Definitely a good thing. But while you're at it, I have another proposal related to it:
[070706 14:52:03] <Simetrical> brion-office, by the way, I've decided I hate Title::userCan and want to scrap it in favor of User::hasPermission. So instead of $title->userCan( 'edit' ), $wgUser->hasPermission( 'edit', $title ). This reads better, allows it to be called on non-$wgUser users, and allows it to be called with different things for different permissions (e.g. $user1->hasPermission( 'block', $user2 ) ). [070706 14:52:07] <Simetrical> Sound good? [070706 14:53:26] <robchurch> Why not just pass a User to Title::userCan() ? [070706 14:53:36] <robchurch> User::hasPermission() sounds too much like User::isAllowed() [070706 14:53:47] <Simetrical> Er, that's what I meant. [070706 14:53:52] <Simetrical> Just add a second parameter to that. [070706 14:54:00] <Simetrical> I never could remember its bloody name. [070706 14:56:23] <robchurch> Simetrical: What about backwards compatibility with all the existing uses of Title::userCan(), specifically by hooks? [070706 14:56:33] <Simetrical> robchurch, obviously it's just going to be deprecated, not removed entirely. [070706 14:57:01] <robchurch> What specific use case is prompting you to want this change? [070706 14:57:14] <Simetrical> A discussion last night. [070706 14:57:23] <brion-office> Simetrical: hmmmmmmm [070706 14:57:35] <Simetrical> Also, I always hated the call syntax for that function, it's completely backwards and harder to understand at first glance. [070706 14:57:49] <Simetrical> You can't say that for $wgUser->isAllowed( 'edit', $title );
Note that on reflection, I figured it would be best to use a different function name to preserve reverse compatibility, although it's always a shame when a nice name like User::isAllowed has to be thrown out.

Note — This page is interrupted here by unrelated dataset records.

use crate::{
    problem::{
        location::Location,
        node::{Node, NodeIdx, NodeKind},
        pickup_delivery::PickupDeliveryPair,
        problem_instance::ProblemInstance,
    },
    replay::{clock::SimulationClock, renderer::Renderer},
    solution::route_solution::{RouteSolution, VehicleRoute},
};

/// Vehicle node of [`single_vehicle_line`].
pub const VEHICLE: NodeIdx = NodeIdx::new(0);

pub struct TestNode {
    pub x: f64,
    pub y: f64,
    pub kind: NodeKind,
}

pub fn vehicle(x: f64, y: f64) -> TestNode {
    TestNode {
        x,
        y,
        kind: NodeKind::vehicle(),
    }
}

pub fn task(x: f64, y: f64) -> TestNode {
    TestNode {
        x,
        y,
        kind: NodeKind::task(),
    }
}

pub fn depot(x: f64, y: f64) -> TestNode {
    TestNode {
        x,
        y,
        kind: NodeKind::Depot,
    }
}

pub fn pickup(x: f64, y: f64) -> TestNode {
    TestNode {
        x,
        y,
        kind: NodeKind::Pickup,
    }
}

pub fn delivery(x: f64, y: f64) -> TestNode {
    TestNode {
        x,
        y,
        kind: NodeKind::Delivery,
    }
}

/// Nodes get indices in slice order. Each delivery is paired with the pickup
/// right before it.
pub fn create_instance(nodes: &[TestNode]) -> ProblemInstance {
    let mut instance = ProblemInstance::new();
    let mut pending_pickup = None;

    for node in nodes {
        let index = instance.push_node(Location::from_cartesian(node.x, node.y), node.kind);

        match node.kind {
            NodeKind::Pickup => pending_pickup = Some(index),
            NodeKind::Delivery => {
                let pickup = pending_pickup.take().unwrap();
                instance.push_pair(pickup, index);
            }
            _ => {}
        }
    }

    instance
}

pub struct TestRoute {
    pub stops: Vec<usize>,
    pub times: Vec<f64>,
}

/// Routes start wherever their vehicle currently stands.
pub fn create_solution(instance: &ProblemInstance, routes: Vec<TestRoute>) -> RouteSolution {
    routes
        .into_iter()
        .map(|route| {
            VehicleRoute::new(
                instance.nodes()[route.stops[0]].location(),
                route.stops.into_iter().map(NodeIdx::new).collect(),
                route.times,
            )
        })
        .collect()
}

/// Vehicle at (0, 0), pickup at (10, 0), delivery at (20, 0), one route
/// visiting them in order with the given arrival times.
pub fn single_vehicle_line(times: Vec<f64>) -> (ProblemInstance, RouteSolution) {
    let instance = create_instance(&[
        vehicle(0.0, 0.0),
        pickup(10.0, 0.0),
        delivery(20.0, 0.0),
    ]);
    let solution = create_solution(
        &instance,
        vec![TestRoute {
            stops: vec![0, 1, 2],
            times,
        }],
    );

    (instance, solution)
}

pub fn locations(nodes: &[Node]) -> Vec<Location> {
    nodes.iter().map(Node::location).collect()
}

#[derive(Default)]
pub struct RecordingRenderer {
    pub problems: usize,
    pub clocks: Vec<f64>,
    pub routes: Vec<RouteSolution>,
}

impl Renderer for RecordingRenderer {
    fn draw_problem(&mut self, _nodes: &[Node], _pairs: &[PickupDeliveryPair]) {
        self.problems += 1;
    }

    fn draw_route(&mut self, _nodes: &[Node], solution: &RouteSolution) {
        self.routes.push(solution.clone());
    }

    fn show_clock(&mut self, clock: SimulationClock) {
        self.clocks.push(clock.value());
    }
}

I had actually been pondering exactly the same sort of change to return values for errors as you propose, too, as part of the permissions cleanup. A couple of thoughts:
1) Returning something that evaluates to true on an error is sketchy. I thought about this and concluded it would probably be best, for readability, if a separate function were used to retrieve errors. Then the call syntax would be something like
if( !$user->isAllowed( 'edit' ) ) { $wgOut->addHtml( $user->errorMessage( 'edit' ) ); }
instead of the more inscrutable
if( ($error = $user->isAllowed( 'edit' ) ) !== true ) { $wgOut->addHtml( $error ); }
or whatever. (You can tell I like Python over Perl, can't you?) This also potentially saves callers who are, e.g., bots or maintenance scripts from having the error messages calculated when they might not need to read them.

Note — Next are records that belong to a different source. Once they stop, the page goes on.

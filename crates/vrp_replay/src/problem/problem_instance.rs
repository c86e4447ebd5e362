use std::str::FromStr;

use thiserror::Error;
use tracing::debug;

use crate::problem::{
    location::Location,
    node::{Node, NodeIdx, NodeKind},
    pickup_delivery::PickupDeliveryPair,
    time_window::{TimeWindow, TimeWindowError},
};

/// Radius around a click within which the editor picks a node to edit.
pub const NODE_SELECTION_RADIUS: f64 = 20.0;

#[derive(Debug, Error, Clone, PartialEq, Eq)]
pub enum PlacementError {
    #[error("add the delivery node of the last pickup first")]
    DeliveryRequired,

    #[error("only one depot is allowed")]
    DepotAlreadyExists,

    #[error("cannot edit the time window of car or depot node {0}")]
    WindowLocked(NodeIdx),

    #[error("node {0} does not exist")]
    UnknownNode(usize),

    #[error("node at position {position} has index {index}")]
    IndexMismatch { position: usize, index: usize },

    #[error("nodes {pickup} and {delivery} do not form a pickup/delivery pair")]
    InvalidPair { pickup: usize, delivery: usize },

    #[error(transparent)]
    InvalidTimeWindow(#[from] TimeWindowError),
}

/// What a click on the canvas adds.
#[derive(Debug, Clone, Copy, PartialEq, Eq)]
pub enum PlacementMode {
    Depot,
    Car,
    Task,
    PickupDelivery,
}

impl FromStr for PlacementMode {
    type Err = String;

    fn from_str(input: &str) -> Result<Self, Self::Err> {
        match input {
            "depot" => Ok(PlacementMode::Depot),
            "car" => Ok(PlacementMode::Car),
            "task" => Ok(PlacementMode::Task),
            "pickup-delivery" => Ok(PlacementMode::PickupDelivery),
            other => Err(format!("unknown placement mode {other:?}")),
        }
    }
}

/// Arena owning every node of the edited instance. Everything else refers to
/// nodes by [`NodeIdx`]; indices are handed out in placement order and never
/// reused until the instance is cleared.
#[derive(Debug, Clone, Default)]
pub struct ProblemInstance {
    nodes: Vec<Node>,
    pairs: Vec<PickupDeliveryPair>,
}

impl ProblemInstance {
    pub fn new() -> Self {
        Self::default()
    }

    pub fn from_parts(
        nodes: Vec<Node>,
        pairs: Vec<PickupDeliveryPair>,
    ) -> Result<Self, PlacementError> {
        for (position, node) in nodes.iter().enumerate() {
            if node.index().get() != position {
                return Err(PlacementError::IndexMismatch {
                    position,
                    index: node.index().get(),
                });
            }
        }

        for pair in &pairs {
            let pickup = pair.pickup().lookup(&nodes).map(Node::kind);
            let delivery = pair.delivery().lookup(&nodes).map(Node::kind);

            if !matches!(
                (pickup, delivery),
                (Some(NodeKind::Pickup), Some(NodeKind::Delivery))
            ) {
                return Err(PlacementError::InvalidPair {
                    pickup: pair.pickup().get(),
                    delivery: pair.delivery().get(),
                });
            }
        }

        Ok(ProblemInstance { nodes, pairs })
    }

    pub fn nodes(&self) -> &[Node] {
        &self.nodes
    }

    pub(crate) fn nodes_mut(&mut self) -> &mut [Node] {
        &mut self.nodes
    }

    pub fn pairs(&self) -> &[PickupDeliveryPair] {
        &self.pairs
    }

    pub fn len(&self) -> usize {
        self.nodes.len()
    }

    pub fn is_empty(&self) -> bool {
        self.nodes.is_empty()
    }

    pub fn depot(&self) -> Option<&Node> {
        self.nodes.iter().find(|node| node.kind().is_depot())
    }

    pub fn vehicles(&self) -> impl Iterator<Item = &Node> {
        self.nodes.iter().filter(|node| node.kind().is_vehicle())
    }

    pub fn clear(&mut self) {
        self.nodes.clear();
        self.pairs.clear();
    }

    /// Appends a node of `kind` without applying the editor rules.
    pub(crate) fn push_node(&mut self, location: Location, kind: NodeKind) -> NodeIdx {
        let index = NodeIdx::next_in(&self.nodes);
        self.nodes.push(Node::new(index, location, kind));
        index
    }

    pub(crate) fn push_pair(&mut self, pickup: NodeIdx, delivery: NodeIdx) {
        self.pairs.push(PickupDeliveryPair::new(pickup, delivery));
    }

    /// Adds the node a click at `(x, y)` produces in `mode`.
    ///
    /// In pickup-delivery mode clicks alternate: the first creates a pickup,
    /// the next its delivery. No other kind may be placed while a pickup is
    /// waiting for its delivery.
    pub fn place_node(
        &mut self,
        x: f64,
        y: f64,
        mode: PlacementMode,
    ) -> Result<NodeIdx, PlacementError> {
        let location = Location::from_cartesian(x, y);
        let pending_pickup = self
            .nodes
            .last()
            .filter(|node| node.kind().is_pickup())
            .map(Node::index);

        let index = match (mode, pending_pickup) {
            (PlacementMode::PickupDelivery, Some(pickup)) => {
                let delivery = self.push_node(location, NodeKind::Delivery);
                self.push_pair(pickup, delivery);
                delivery
            }
            (PlacementMode::PickupDelivery, None) => self.push_node(location, NodeKind::Pickup),
            (_, Some(_)) => return Err(PlacementError::DeliveryRequired),
            (PlacementMode::Car, None) => self.push_node(location, NodeKind::vehicle()),
            (PlacementMode::Depot, None) => {
                if self.depot().is_some() {
                    return Err(PlacementError::DepotAlreadyExists);
                }
                self.push_node(location, NodeKind::Depot)
            }
            (PlacementMode::Task, None) => self.push_node(location, NodeKind::task()),
        };

        debug!(node = %index, ?mode, x, y, "placed node");
        Ok(index)
    }

    pub fn edit_time_window(
        &mut self,
        index: NodeIdx,
        time_window: TimeWindow,
    ) -> Result<(), PlacementError> {
        let node = self
            .nodes
            .get_mut(index.get())
            .ok_or(PlacementError::UnknownNode(index.get()))?;

        if node.kind().has_locked_time_window() {
            return Err(PlacementError::WindowLocked(index));
        }

        time_window.validate()?;
        node.set_time_window(time_window);

        Ok(())
    }

    /// Node closest to `(x, y)`, if one lies within `max_distance`.
    pub fn closest_node(&self, x: f64, y: f64, max_distance: f64) -> Option<NodeIdx> {
        let click = Location::from_cartesian(x, y);

        self.nodes
            .iter()
            .map(|node| (node.index(), node.location().euclidean_distance(&click)))
            .filter(|&(_, distance)| distance <= max_distance)
            .min_by(|(_, a), (_, b)| a.total_cmp(b))
            .map(|(index, _)| index)
    }
}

2) I don't see that you're accounting for the fact that there may be multiple errors preventing the action. It's kind of annoying if you, e.g., try to edit and get told "Anonymous users don't have permission to edit, please log in", then log in and get told "Your IP address is blocked". This should be fixed while you're at it. A meta-message saying something like "You cannot do the action you have requested for multiple reasons. <ul><li>..." should be used when multiple errors occur.